*** Data extracts ***
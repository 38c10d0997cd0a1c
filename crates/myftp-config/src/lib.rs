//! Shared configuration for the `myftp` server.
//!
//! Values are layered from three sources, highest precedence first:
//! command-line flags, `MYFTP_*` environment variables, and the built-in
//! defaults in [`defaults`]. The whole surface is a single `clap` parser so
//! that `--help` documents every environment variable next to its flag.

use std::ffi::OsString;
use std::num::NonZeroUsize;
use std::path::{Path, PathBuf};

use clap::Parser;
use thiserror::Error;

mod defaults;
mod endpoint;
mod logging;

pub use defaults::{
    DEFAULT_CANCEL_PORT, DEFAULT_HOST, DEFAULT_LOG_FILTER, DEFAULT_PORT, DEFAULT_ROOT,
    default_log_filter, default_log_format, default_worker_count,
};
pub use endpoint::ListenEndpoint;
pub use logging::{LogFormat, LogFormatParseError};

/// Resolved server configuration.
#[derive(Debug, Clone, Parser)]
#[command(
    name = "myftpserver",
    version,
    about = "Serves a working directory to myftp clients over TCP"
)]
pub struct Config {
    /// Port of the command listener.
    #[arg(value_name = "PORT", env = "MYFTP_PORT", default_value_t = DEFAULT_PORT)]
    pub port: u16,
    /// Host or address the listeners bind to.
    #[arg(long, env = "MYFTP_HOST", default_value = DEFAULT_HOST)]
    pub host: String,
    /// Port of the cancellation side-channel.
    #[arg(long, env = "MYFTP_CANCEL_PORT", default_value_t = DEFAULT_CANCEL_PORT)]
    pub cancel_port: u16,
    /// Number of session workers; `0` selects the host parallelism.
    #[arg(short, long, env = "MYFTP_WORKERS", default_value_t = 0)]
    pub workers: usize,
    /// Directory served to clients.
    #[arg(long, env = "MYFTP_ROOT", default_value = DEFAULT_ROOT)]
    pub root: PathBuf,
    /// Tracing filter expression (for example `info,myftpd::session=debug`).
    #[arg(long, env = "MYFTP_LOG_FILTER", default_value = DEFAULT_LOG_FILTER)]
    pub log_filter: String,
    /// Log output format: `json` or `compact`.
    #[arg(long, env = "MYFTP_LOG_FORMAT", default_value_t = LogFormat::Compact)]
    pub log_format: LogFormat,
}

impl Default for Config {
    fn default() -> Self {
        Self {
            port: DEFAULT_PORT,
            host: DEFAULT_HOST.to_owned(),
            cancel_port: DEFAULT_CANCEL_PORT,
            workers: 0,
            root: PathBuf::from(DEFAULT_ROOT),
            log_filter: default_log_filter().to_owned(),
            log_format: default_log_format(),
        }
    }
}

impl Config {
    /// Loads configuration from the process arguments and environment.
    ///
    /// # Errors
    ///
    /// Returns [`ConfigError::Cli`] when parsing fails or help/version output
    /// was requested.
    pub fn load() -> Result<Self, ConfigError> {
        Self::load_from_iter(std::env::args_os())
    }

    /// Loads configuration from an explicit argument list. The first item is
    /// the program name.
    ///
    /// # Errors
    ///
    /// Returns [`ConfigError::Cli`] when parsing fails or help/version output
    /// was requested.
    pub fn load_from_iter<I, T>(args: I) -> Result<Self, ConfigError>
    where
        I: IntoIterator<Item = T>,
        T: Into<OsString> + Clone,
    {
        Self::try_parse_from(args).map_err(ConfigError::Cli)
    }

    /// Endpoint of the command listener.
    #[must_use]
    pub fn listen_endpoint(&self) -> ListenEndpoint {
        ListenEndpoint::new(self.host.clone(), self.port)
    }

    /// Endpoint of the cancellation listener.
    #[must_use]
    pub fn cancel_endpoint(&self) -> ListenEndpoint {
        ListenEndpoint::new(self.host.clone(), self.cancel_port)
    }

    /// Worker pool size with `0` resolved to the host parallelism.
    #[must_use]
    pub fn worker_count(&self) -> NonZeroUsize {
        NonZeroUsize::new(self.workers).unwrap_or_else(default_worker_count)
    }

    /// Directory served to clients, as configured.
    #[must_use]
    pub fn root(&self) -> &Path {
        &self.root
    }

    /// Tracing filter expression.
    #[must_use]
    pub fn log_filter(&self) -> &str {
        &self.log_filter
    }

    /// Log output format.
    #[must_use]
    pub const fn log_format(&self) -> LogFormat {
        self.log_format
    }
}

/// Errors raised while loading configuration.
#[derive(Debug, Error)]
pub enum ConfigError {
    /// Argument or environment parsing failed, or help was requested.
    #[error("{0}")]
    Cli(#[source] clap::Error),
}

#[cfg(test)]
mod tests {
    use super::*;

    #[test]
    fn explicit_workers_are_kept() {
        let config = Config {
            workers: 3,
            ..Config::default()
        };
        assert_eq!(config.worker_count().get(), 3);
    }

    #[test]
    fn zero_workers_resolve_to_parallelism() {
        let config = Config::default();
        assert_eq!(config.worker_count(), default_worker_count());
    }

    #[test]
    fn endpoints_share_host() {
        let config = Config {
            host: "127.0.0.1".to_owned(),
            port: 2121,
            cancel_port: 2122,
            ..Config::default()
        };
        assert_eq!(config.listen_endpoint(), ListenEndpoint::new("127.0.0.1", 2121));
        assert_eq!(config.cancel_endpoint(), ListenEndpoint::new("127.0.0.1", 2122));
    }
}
*** End of Data extracts ***
== Your task ==
Restate the listing word for word, but only from its first line through the line with "The whole surface", keeping both end lines.

== Exercise output ==
repository 38c10d0997cd0a1c
filename crates/myftp-config/src/lib.rs
//! Shared configuration for the `myftp` server.
//!
//! Values are layered from three sources, highest precedence first:
//! command-line flags, `MYFTP_*` environment variables, and the built-in
//! defaults in [`defaults`]. The whole surface is a single `clap` parser so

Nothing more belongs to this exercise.